K nyebu idti po zolye.
("Agata Kristi" Sni
Take if you can,
Kill - if you're afraid.
All I have taken from love
The right to the painful is.
Still I leave for myself
The right to the horrible dreams
The right to burn from the spring,
To walk the ashes to heaven.
("Agate Christie", Dreams; translation from Russian)
Just as that night five years ago I am alone in my apartment but not the only one at my home. So much has changed during these years, and still - nothing.
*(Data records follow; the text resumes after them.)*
//! 2captcha reCAPTCHA v2 solver.
//!
//! Solving is a two-step protocol: the challenge is submitted to `in.php`,
//! which answers with a task id, and `res.php` is then polled with that id
//! until a worker has produced the token.

use std::time::Duration;

use carfines_api::{CaptchaError, CaptchaSolver};
use tokio::time::{sleep, Instant};

use super::types::TwoCaptchaResponse;

/// Request timeout for each call to the service.
const REQUEST_TIMEOUT: Duration = Duration::from_secs(30);

/// Timing of the result polling loop.
#[derive(Debug, Clone, Copy, PartialEq, Eq)]
pub struct PollingConfig {
    /// Wait before the first poll; workers rarely finish sooner.
    pub initial_delay: Duration,
    pub poll_interval: Duration,
    /// Overall deadline, measured from submission.
    pub timeout: Duration,
}

impl Default for PollingConfig {
    fn default() -> Self {
        Self {
            initial_delay: Duration::from_secs(20),
            poll_interval: Duration::from_secs(10),
            timeout: Duration::from_secs(600),
        }
    }
}

/// Solver bound to one portal's site key and page URL.
pub struct TwoCaptchaSolver {
    client: reqwest::Client,
    api_key: String,
    site_key: String,
    page_url: String,
    base_url: String,
    polling: PollingConfig,
}

impl TwoCaptchaSolver {
    /// Create a solver against the production 2captcha API.
    pub fn new(api_key: String, site_key: String, page_url: String) -> Result<Self, CaptchaError> {
        Self::with_base_url("https://2captcha.com", api_key, site_key, page_url)
    }

    /// Create a solver with a custom base URL (for testing with wiremock).
    pub fn with_base_url(
        base_url: &str,
        api_key: String,
        site_key: String,
        page_url: String,
    ) -> Result<Self, CaptchaError> {
        let client = reqwest::Client::builder()
            .timeout(REQUEST_TIMEOUT)
            .build()?;
        Ok(Self {
            client,
            api_key,
            site_key,
            page_url,
            base_url: base_url.trim_end_matches('/').to_string(),
            polling: PollingConfig::default(),
        })
    }

    pub fn with_polling(mut self, polling: PollingConfig) -> Self {
        self.polling = polling;
        self
    }

    async fn call(&self, endpoint: &str, params: &[(&str, &str)]) -> Result<TwoCaptchaResponse, CaptchaError> {
        let url = format!("{}/{}", self.base_url, endpoint);
        let response = self.client.get(&url).query(params).send().await?;

        let status = response.status();
        let body = response.text().await?;
        if !status.is_success() {
            let snippet: String = body.chars().take(200).collect();
            return Err(CaptchaError::Decode(format!("HTTP {}: {}", status, snippet)));
        }

        serde_json::from_str(&body).map_err(|e| {
            CaptchaError::Decode(format!("Failed to deserialize response: {} | body: {}", e, body))
        })
    }

    /// Submits the challenge and returns the task id.
    async fn submit(&self) -> Result<String, CaptchaError> {
        let resp = self
            .call(
                "in.php",
                &[
                    ("key", self.api_key.as_str()),
                    ("method", "userrecaptcha"),
                    ("googlekey", self.site_key.as_str()),
                    ("pageurl", self.page_url.as_str()),
                    ("json", "1"),
                ],
            )
            .await?;

        if !resp.is_ok() {
            return Err(CaptchaError::Rejected(resp.error_message()));
        }
        Ok(resp.request)
    }

    /// Returns `Ok(None)` while the task is still being worked on.
    async fn poll(&self, task_id: &str) -> Result<Option<String>, CaptchaError> {
        let resp = self
            .call(
                "res.php",
                &[
                    ("key", self.api_key.as_str()),
                    ("action", "get"),
                    ("id", task_id),
                    ("json", "1"),
                ],
            )
            .await?;

        if resp.is_ok() {
            Ok(Some(resp.request))
        } else if resp.is_not_ready() {
            Ok(None)
        } else {
            Err(CaptchaError::Rejected(resp.error_message()))
        }
    }
}

impl CaptchaSolver for TwoCaptchaSolver {
    async fn solve(&self) -> Result<String, CaptchaError> {
        let started = Instant::now();
        let task_id = self.submit().await?;
        tracing::debug!("captcha task {} submitted for {}", task_id, self.page_url);

        sleep(self.polling.initial_delay).await;
        loop {
            if let Some(token) = self.poll(&task_id).await? {
                tracing::info!(
                    "captcha task {} solved in {:.1}s",
                    task_id,
                    started.elapsed().as_secs_f64()
                );
                return Ok(token);
            }
            if started.elapsed() + self.polling.poll_interval > self.polling.timeout {
                tracing::warn!("captcha task {} timed out", task_id);
                return Err(CaptchaError::Timeout(self.polling.timeout));
            }
            sleep(self.polling.poll_interval).await;
        }
    }
}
I light the candles, put a bottle of champagne, glasses - two of them - on the table and sit down - looking at the candlelight playing on the walls. It is so quiet.
He is out there. Cuffed on the balcony the same as that night. My green-eyed devil, a beautiful and broken man, both deadly weapon of the enemy and loving sex slave, the sound of the last ever so ridiculous, at least referring to Alex Krycek...
I have always loved him. I am sure he has returned it with the same intensity - just in his peculiar way. His eyes have always convinced me of this.
We have tortured each other for years - the difference is, he did it under pressure, I did it willingly. We just haven't slept together - since I took him that night on the balcony. And we haven't kissed. For seven years.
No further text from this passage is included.